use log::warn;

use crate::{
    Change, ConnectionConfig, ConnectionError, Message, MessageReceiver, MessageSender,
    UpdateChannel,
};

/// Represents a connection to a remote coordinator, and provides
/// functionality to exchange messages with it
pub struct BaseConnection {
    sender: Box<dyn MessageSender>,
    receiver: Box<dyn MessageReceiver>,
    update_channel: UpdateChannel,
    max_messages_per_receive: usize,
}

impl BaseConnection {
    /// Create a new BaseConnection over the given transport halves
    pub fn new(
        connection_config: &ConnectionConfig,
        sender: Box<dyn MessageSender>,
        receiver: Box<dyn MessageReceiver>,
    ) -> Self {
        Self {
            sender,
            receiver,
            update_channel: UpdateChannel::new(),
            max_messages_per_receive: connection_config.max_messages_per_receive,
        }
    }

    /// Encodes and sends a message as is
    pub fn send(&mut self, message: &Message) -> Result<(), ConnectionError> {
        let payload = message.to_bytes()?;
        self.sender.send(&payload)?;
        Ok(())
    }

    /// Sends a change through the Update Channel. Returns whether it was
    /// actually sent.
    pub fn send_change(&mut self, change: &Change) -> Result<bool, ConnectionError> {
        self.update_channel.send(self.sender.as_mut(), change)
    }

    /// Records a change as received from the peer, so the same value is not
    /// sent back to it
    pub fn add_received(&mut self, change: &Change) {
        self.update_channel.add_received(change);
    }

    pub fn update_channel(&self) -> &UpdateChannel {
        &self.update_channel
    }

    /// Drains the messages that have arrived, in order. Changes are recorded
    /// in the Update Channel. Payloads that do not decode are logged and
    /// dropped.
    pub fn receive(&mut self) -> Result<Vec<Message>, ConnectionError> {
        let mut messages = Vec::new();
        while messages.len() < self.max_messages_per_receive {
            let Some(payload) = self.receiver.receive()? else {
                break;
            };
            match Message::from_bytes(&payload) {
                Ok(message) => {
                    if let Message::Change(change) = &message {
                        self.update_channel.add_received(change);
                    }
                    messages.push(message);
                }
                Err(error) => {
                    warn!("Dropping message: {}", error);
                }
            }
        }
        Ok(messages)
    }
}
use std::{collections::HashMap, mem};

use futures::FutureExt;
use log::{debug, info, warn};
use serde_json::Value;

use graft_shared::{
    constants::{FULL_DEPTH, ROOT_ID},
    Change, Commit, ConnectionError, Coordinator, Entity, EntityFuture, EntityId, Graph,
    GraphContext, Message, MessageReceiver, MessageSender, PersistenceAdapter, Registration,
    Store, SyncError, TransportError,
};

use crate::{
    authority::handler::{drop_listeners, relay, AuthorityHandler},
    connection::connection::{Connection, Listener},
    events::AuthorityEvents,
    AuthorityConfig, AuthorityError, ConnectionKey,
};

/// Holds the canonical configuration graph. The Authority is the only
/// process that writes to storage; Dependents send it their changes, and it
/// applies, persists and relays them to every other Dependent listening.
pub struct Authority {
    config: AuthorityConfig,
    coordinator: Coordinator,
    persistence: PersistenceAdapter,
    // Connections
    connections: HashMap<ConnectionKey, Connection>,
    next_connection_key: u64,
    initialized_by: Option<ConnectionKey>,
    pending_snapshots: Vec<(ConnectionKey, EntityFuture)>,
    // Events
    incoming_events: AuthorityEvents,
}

◆ **Task details**: Each line of the data that contains "UpdateChannel" belongs in the answer.

◆ **Solution to this exercise**:
    UpdateChannel,
    update_channel: UpdateChannel,
            update_channel: UpdateChannel::new(),
    pub fn update_channel(&self) -> &UpdateChannel {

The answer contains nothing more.